● Aim of the task:
Where a line contains the word "TopicMetrics", copy that line from the records below.

● Task inputs:
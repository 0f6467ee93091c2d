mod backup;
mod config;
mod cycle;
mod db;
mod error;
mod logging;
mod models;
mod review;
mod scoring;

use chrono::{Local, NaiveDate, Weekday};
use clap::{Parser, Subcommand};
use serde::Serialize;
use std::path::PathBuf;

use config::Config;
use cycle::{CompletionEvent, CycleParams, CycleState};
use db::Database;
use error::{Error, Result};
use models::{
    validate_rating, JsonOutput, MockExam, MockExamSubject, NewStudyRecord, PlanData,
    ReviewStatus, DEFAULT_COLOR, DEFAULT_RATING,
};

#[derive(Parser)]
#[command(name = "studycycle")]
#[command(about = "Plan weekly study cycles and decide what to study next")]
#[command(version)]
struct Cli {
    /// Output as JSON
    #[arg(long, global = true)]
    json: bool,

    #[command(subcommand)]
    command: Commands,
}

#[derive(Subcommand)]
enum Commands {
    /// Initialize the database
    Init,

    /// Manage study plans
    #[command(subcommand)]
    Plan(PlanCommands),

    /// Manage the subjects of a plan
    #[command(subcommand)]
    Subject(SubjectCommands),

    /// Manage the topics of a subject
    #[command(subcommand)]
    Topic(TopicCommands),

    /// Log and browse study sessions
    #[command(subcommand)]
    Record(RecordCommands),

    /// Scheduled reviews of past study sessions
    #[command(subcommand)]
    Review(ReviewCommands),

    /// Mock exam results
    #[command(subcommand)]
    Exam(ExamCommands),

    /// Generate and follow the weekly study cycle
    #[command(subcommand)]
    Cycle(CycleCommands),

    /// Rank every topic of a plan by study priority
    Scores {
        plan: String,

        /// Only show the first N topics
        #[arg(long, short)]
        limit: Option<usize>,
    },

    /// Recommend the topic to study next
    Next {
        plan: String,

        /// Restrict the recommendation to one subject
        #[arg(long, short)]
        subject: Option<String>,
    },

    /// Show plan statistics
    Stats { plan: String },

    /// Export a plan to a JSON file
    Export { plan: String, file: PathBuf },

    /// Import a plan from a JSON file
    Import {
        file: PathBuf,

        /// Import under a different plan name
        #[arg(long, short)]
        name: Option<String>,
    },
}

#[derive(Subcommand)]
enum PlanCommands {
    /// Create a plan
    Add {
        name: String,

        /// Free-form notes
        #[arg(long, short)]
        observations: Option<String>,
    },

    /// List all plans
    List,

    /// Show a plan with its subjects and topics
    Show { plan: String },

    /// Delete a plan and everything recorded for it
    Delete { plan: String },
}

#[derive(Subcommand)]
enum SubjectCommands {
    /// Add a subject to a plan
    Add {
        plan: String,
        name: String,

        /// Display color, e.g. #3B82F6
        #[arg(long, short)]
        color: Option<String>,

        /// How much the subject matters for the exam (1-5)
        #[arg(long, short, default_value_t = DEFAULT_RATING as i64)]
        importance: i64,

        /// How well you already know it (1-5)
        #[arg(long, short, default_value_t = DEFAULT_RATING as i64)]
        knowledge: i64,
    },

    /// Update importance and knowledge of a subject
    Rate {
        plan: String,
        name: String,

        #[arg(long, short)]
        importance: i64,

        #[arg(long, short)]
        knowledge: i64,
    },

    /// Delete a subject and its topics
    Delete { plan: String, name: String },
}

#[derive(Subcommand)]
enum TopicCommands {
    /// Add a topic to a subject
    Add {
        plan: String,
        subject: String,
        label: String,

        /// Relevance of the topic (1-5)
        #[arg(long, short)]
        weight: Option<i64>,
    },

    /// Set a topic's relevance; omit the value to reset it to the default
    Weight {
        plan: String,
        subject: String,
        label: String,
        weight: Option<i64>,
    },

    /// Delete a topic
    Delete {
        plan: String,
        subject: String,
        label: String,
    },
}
==
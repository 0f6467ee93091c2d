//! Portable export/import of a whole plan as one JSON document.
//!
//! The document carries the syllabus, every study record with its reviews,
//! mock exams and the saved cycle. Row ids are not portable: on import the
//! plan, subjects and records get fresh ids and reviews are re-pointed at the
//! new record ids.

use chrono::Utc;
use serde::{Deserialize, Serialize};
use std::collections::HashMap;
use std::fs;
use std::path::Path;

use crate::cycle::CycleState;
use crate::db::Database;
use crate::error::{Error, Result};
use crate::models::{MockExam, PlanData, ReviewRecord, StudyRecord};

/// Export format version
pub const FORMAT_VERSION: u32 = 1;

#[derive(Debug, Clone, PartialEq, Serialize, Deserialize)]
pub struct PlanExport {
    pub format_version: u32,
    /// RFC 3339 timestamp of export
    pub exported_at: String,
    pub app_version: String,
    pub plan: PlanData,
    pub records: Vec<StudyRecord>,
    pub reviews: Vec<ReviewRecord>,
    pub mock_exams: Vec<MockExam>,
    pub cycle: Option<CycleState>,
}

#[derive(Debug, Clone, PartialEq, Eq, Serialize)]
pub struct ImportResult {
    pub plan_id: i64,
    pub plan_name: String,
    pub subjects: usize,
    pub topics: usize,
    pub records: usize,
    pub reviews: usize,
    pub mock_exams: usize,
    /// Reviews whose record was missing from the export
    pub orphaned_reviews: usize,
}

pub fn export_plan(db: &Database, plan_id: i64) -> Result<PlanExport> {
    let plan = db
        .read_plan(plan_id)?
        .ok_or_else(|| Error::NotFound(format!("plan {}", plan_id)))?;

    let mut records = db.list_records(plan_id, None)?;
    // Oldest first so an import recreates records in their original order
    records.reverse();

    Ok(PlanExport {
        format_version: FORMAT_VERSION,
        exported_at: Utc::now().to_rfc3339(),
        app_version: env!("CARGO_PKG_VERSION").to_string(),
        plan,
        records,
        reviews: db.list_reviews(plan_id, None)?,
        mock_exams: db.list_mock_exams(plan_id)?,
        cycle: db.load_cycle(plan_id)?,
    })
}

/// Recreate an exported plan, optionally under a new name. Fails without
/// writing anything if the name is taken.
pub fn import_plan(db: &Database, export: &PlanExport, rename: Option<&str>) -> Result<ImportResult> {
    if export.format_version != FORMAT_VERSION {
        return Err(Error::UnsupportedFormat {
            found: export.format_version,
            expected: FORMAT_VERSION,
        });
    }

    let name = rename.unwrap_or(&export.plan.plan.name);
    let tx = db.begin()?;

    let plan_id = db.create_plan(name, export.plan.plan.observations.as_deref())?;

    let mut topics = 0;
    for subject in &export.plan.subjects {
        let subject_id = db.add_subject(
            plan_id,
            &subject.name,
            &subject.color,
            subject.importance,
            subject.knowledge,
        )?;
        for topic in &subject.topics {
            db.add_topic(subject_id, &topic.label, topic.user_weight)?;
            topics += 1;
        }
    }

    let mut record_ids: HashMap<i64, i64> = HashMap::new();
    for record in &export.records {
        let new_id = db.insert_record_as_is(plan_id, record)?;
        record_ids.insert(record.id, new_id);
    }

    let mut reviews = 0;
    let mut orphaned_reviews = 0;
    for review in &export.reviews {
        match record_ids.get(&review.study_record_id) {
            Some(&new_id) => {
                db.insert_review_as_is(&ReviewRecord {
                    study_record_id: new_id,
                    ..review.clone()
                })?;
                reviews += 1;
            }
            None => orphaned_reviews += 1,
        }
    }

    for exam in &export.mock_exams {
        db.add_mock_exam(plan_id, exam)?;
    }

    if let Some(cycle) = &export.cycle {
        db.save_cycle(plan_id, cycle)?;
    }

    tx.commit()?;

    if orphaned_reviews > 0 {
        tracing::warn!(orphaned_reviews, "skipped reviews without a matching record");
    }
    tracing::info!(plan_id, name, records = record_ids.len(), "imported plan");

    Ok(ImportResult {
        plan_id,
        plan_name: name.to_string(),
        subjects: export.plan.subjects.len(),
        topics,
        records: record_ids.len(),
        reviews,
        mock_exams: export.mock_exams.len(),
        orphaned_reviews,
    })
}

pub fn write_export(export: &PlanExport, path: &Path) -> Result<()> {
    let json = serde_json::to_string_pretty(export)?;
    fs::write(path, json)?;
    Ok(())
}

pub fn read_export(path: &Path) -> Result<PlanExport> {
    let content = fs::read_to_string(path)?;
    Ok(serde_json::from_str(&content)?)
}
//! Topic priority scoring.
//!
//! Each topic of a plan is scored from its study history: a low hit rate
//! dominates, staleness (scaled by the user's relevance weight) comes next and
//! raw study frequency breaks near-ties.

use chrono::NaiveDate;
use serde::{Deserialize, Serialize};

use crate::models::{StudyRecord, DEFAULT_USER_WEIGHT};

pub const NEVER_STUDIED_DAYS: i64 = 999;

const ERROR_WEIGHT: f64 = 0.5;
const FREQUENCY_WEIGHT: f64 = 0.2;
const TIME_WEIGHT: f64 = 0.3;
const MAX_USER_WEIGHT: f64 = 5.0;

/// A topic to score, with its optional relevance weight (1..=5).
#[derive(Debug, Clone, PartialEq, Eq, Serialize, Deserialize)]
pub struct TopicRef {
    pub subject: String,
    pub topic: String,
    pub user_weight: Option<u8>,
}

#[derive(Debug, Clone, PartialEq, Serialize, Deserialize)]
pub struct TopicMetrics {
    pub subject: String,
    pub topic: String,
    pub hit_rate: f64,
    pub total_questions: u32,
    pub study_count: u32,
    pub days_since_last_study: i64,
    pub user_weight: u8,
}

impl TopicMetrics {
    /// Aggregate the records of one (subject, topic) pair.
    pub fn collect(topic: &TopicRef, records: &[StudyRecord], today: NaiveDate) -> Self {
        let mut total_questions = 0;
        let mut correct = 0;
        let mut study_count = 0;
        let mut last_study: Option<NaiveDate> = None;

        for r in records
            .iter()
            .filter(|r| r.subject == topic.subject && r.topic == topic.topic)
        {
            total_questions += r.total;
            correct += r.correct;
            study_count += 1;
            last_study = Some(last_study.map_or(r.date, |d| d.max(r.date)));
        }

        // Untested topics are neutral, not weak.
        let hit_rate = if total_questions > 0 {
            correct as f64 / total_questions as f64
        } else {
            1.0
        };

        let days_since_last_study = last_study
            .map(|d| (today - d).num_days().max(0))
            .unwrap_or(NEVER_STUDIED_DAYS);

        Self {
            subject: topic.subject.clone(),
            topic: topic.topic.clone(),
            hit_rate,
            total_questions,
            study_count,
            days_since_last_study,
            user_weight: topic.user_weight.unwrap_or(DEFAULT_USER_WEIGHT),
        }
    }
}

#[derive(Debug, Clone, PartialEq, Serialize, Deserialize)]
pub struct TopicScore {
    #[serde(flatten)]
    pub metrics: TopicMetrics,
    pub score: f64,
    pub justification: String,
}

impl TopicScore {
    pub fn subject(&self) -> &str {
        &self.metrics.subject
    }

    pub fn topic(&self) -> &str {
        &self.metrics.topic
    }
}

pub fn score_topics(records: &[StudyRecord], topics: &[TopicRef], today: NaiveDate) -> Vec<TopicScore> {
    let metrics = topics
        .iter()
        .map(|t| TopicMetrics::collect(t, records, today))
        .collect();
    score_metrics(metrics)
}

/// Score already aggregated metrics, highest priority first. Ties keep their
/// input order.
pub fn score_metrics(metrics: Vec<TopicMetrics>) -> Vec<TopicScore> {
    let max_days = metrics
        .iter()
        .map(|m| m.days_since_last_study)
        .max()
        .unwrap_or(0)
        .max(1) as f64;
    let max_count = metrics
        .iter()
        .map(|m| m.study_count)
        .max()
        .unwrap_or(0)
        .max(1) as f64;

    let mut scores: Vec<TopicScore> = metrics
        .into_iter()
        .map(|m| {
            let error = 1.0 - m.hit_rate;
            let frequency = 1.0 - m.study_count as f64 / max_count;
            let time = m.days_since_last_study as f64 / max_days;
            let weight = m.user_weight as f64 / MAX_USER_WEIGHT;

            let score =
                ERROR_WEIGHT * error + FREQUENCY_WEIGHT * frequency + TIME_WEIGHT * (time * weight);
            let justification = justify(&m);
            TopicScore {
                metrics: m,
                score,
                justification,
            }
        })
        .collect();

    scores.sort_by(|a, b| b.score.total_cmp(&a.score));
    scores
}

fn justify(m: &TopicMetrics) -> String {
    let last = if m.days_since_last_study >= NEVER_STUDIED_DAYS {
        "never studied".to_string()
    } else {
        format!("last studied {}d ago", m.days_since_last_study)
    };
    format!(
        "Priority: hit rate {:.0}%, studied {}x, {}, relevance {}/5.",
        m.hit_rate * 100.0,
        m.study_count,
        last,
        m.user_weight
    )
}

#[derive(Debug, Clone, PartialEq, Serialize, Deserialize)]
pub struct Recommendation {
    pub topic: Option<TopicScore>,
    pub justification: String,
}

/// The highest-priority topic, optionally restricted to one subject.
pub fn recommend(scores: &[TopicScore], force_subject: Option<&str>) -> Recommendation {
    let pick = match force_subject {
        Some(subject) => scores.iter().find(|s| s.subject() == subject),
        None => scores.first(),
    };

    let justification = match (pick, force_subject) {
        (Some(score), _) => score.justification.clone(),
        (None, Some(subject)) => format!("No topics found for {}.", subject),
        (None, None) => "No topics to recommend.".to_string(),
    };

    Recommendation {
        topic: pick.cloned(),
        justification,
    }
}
--
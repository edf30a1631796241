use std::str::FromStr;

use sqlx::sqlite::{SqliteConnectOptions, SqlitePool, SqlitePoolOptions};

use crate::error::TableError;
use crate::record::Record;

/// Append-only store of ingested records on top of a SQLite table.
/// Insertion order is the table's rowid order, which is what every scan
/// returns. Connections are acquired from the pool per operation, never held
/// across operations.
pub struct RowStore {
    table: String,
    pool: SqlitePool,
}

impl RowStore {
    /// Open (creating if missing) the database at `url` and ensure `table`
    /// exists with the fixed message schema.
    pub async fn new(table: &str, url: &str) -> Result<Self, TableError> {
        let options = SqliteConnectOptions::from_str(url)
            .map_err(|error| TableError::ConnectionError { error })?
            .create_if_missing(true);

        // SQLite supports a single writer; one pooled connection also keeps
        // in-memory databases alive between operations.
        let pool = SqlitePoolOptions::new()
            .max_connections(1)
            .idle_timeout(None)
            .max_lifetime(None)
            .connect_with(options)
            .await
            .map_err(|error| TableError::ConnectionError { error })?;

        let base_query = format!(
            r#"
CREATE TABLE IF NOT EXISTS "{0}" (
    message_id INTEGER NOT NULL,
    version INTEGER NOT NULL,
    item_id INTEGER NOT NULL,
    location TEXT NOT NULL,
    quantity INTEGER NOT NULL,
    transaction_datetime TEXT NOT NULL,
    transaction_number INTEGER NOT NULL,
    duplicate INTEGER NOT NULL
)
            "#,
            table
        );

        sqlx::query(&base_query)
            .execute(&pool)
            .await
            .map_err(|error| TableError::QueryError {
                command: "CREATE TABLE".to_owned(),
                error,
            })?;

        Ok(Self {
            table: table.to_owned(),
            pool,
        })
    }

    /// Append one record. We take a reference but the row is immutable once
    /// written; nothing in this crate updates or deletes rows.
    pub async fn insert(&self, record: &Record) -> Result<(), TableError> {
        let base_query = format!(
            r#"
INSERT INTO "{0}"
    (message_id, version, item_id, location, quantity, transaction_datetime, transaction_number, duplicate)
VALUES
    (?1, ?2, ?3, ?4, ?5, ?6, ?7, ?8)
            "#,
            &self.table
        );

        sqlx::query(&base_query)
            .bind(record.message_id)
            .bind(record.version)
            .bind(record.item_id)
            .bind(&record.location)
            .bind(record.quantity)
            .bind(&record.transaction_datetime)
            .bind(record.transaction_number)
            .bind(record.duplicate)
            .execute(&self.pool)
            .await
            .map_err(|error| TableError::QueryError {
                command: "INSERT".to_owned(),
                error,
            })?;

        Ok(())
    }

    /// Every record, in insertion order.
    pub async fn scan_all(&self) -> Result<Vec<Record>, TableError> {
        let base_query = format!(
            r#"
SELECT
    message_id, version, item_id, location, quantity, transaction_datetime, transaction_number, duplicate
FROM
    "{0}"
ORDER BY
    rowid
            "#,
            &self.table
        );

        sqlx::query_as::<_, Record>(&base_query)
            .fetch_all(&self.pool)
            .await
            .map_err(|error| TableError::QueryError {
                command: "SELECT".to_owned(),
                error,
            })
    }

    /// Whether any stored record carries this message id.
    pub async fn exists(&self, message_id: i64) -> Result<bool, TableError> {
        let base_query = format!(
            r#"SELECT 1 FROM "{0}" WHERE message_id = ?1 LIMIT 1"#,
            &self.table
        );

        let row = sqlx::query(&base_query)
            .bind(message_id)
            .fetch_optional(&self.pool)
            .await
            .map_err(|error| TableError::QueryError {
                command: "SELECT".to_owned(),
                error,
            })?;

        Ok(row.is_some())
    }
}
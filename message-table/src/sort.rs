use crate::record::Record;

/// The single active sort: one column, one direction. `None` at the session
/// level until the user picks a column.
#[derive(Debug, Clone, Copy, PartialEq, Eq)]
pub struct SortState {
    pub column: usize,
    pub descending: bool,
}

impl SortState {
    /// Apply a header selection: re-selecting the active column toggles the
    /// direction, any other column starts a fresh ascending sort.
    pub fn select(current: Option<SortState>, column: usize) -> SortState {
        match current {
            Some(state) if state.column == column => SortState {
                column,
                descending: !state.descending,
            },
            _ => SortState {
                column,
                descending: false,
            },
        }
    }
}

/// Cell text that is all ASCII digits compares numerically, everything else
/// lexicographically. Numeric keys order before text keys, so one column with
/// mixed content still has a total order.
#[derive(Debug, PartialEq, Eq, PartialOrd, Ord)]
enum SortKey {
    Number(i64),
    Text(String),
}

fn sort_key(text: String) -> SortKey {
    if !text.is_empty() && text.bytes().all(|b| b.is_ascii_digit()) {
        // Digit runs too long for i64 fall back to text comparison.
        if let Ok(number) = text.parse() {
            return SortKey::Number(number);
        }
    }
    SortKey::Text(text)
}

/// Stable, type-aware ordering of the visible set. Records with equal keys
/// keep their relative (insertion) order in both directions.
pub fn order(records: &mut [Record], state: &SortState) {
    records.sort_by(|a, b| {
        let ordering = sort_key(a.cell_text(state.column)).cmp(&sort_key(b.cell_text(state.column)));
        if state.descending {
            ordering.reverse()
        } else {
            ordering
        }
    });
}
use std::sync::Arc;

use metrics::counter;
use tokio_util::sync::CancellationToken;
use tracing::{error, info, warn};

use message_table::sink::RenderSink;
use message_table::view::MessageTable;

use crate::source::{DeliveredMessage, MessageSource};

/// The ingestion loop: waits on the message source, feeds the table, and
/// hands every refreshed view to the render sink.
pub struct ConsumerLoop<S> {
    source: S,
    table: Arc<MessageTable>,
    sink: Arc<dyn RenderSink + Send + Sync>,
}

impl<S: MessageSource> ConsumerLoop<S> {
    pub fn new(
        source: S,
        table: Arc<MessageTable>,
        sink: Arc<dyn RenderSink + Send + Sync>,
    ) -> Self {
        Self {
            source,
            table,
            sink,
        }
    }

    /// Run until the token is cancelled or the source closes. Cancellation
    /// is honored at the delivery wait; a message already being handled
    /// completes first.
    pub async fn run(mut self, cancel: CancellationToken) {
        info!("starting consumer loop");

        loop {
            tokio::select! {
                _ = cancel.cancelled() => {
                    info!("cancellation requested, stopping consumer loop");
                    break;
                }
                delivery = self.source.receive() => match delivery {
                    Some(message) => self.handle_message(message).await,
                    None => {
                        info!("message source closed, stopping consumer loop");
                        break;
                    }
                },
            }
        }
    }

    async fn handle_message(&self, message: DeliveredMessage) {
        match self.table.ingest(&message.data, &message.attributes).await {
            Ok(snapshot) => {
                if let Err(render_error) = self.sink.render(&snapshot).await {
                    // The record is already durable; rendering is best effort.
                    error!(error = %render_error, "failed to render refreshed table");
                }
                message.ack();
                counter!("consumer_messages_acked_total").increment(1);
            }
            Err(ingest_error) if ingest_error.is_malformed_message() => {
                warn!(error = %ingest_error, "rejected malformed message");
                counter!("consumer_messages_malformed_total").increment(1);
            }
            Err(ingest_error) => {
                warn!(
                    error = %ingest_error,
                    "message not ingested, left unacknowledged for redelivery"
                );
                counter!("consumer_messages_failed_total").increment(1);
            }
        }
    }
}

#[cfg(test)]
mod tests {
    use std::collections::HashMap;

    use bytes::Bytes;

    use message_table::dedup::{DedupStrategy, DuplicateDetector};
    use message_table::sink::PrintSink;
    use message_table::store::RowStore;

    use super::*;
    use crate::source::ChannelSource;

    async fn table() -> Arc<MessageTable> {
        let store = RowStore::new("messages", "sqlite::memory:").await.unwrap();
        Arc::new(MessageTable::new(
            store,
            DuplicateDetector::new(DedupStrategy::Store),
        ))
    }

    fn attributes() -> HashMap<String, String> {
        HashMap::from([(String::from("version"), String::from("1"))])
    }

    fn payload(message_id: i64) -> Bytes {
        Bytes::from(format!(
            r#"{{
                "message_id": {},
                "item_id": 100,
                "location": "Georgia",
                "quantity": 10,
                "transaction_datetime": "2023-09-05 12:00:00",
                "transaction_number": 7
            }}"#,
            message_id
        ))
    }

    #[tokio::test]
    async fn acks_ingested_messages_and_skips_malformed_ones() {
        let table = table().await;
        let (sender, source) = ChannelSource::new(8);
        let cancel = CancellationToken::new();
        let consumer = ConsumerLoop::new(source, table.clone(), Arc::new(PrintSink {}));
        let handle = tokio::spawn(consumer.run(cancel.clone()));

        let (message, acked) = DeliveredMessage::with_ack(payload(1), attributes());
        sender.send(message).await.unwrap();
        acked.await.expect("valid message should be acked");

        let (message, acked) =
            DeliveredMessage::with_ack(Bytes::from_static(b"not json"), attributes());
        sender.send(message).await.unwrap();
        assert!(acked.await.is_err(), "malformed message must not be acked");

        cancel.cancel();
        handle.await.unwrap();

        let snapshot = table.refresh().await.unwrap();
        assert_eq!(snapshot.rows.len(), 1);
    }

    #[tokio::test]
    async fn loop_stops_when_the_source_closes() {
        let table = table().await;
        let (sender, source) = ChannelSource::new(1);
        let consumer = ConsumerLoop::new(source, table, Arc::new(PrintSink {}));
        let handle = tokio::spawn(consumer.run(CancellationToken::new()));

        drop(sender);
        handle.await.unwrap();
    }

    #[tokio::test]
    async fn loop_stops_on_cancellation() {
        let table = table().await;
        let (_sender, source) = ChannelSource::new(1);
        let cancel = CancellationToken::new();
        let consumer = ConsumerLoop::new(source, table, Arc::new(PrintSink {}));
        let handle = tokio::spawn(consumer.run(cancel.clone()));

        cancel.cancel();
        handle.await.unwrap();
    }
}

● Your solution:
pub struct TopicMetrics {
impl TopicMetrics {
    pub metrics: TopicMetrics,
        .map(|t| TopicMetrics::collect(t, records, today))
pub fn score_metrics(metrics: Vec<TopicMetrics>) -> Vec<TopicScore> {
fn justify(m: &TopicMetrics) -> String {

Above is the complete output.